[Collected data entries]
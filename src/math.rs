//! Fixed-precision decimal arithmetic shared by every indicator formula.
//!
//! Intermediate results are kept to [`PRECISION`] significant digits with
//! half-up rounding. Values leaving the kernel are rounded to a fixed scale:
//! [`PRICE_SCALE`] for prices and volumes, [`PERCENT_SCALE`] for oscillators.
//! Nothing here depends on native floating point for a final value, so the
//! same inputs produce the same digits on every platform.

use rust_decimal::prelude::*;
use rust_decimal::{Decimal, RoundingStrategy};
use rust_decimal_macros::dec;

/// Significant digits kept for intermediate results.
pub const PRECISION: u32 = 18;
/// Fractional digits of persisted prices, volumes and bands.
pub const PRICE_SCALE: u32 = 8;
/// Fractional digits of the RSI family.
pub const PERCENT_SCALE: u32 = 4;
/// Newton-Raphson refinements applied after the floating-point seed.
pub const SQRT_ITERATIONS: usize = 10;

const HALF_UP: RoundingStrategy = RoundingStrategy::MidpointAwayFromZero;

/// Round `value` to [`PRECISION`] significant digits, half-up.
///
/// Values whose integer part alone exceeds the precision are returned as-is;
/// they are far outside any price range this crate handles.
pub fn round_sig(value: Decimal) -> Decimal {
    if value.is_zero() {
        return value;
    }
    let digits = value.mantissa().unsigned_abs().ilog10() + 1;
    if digits <= PRECISION {
        return value;
    }
    let excess = digits - PRECISION;
    if excess > value.scale() {
        return value;
    }
    value.round_dp_with_strategy(value.scale() - excess, HALF_UP)
}

pub fn add(a: Decimal, b: Decimal) -> Option<Decimal> {
    a.checked_add(b).map(round_sig)
}

pub fn sub(a: Decimal, b: Decimal) -> Option<Decimal> {
    a.checked_sub(b).map(round_sig)
}

pub fn mul(a: Decimal, b: Decimal) -> Option<Decimal> {
    a.checked_mul(b).map(round_sig)
}

/// `None` on division by zero or overflow.
pub fn div(a: Decimal, b: Decimal) -> Option<Decimal> {
    a.checked_div(b).map(round_sig)
}

pub fn sum<I>(values: I) -> Option<Decimal>
where
    I: IntoIterator<Item = Decimal>,
{
    values
        .into_iter()
        .try_fold(Decimal::ZERO, |acc, v| add(acc, v))
}

/// Arithmetic mean; `None` for an empty slice.
pub fn mean(values: &[Decimal]) -> Option<Decimal> {
    if values.is_empty() {
        return None;
    }
    div(sum(values.iter().copied())?, Decimal::from(values.len()))
}

/// Round half-up to exactly `scale` fractional digits.
pub fn to_scale(value: Decimal, scale: u32) -> Decimal {
    let mut rounded = value.round_dp_with_strategy(scale, HALF_UP);
    rounded.rescale(scale);
    rounded
}

pub fn to_price_scale(value: Decimal) -> Decimal {
    to_scale(value, PRICE_SCALE)
}

pub fn to_percent_scale(value: Decimal) -> Decimal {
    to_scale(value, PERCENT_SCALE)
}

/// Square root rounded to [`PRICE_SCALE`].
///
/// Seeds from an `f64` estimate, then runs exactly [`SQRT_ITERATIONS`]
/// Newton-Raphson steps at working precision. Zero short-circuits without
/// iterating; negative input yields `None`.
pub fn sqrt(value: Decimal) -> Option<Decimal> {
    if value.is_zero() {
        return Some(to_price_scale(Decimal::ZERO));
    }
    if value.is_sign_negative() {
        return None;
    }

    let mut x = value
        .to_f64()
        .map(f64::sqrt)
        .and_then(Decimal::from_f64)
        .filter(|seed| *seed > Decimal::ZERO)
        .map(round_sig)
        .unwrap_or(value);

    for _ in 0..SQRT_ITERATIONS {
        x = div(add(x, div(value, x)?)?, dec!(2))?;
    }

    Some(to_price_scale(x))
}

REQUIRED WORK >> Restate verbatim the first line above and all lines after it through the line containing "are returned as-is;"; omit the rest.

ANSWER AREA >>
filename src/math.rs
//! Fixed-precision decimal arithmetic shared by every indicator formula.
//!
//! Intermediate results are kept to [`PRECISION`] significant digits with
//! half-up rounding. Values leaving the kernel are rounded to a fixed scale:
//! [`PRICE_SCALE`] for prices and volumes, [`PERCENT_SCALE`] for oscillators.
//! Nothing here depends on native floating point for a final value, so the
//! same inputs produce the same digits on every platform.

use rust_decimal::prelude::*;
use rust_decimal::{Decimal, RoundingStrategy};
use rust_decimal_macros::dec;

/// Significant digits kept for intermediate results.
pub const PRECISION: u32 = 18;
/// Fractional digits of persisted prices, volumes and bands.
pub const PRICE_SCALE: u32 = 8;
/// Fractional digits of the RSI family.
pub const PERCENT_SCALE: u32 = 4;
/// Newton-Raphson refinements applied after the floating-point seed.
pub const SQRT_ITERATIONS: usize = 10;

const HALF_UP: RoundingStrategy = RoundingStrategy::MidpointAwayFromZero;

/// Round `value` to [`PRECISION`] significant digits, half-up.
///
/// Values whose integer part alone exceeds the precision are returned as-is;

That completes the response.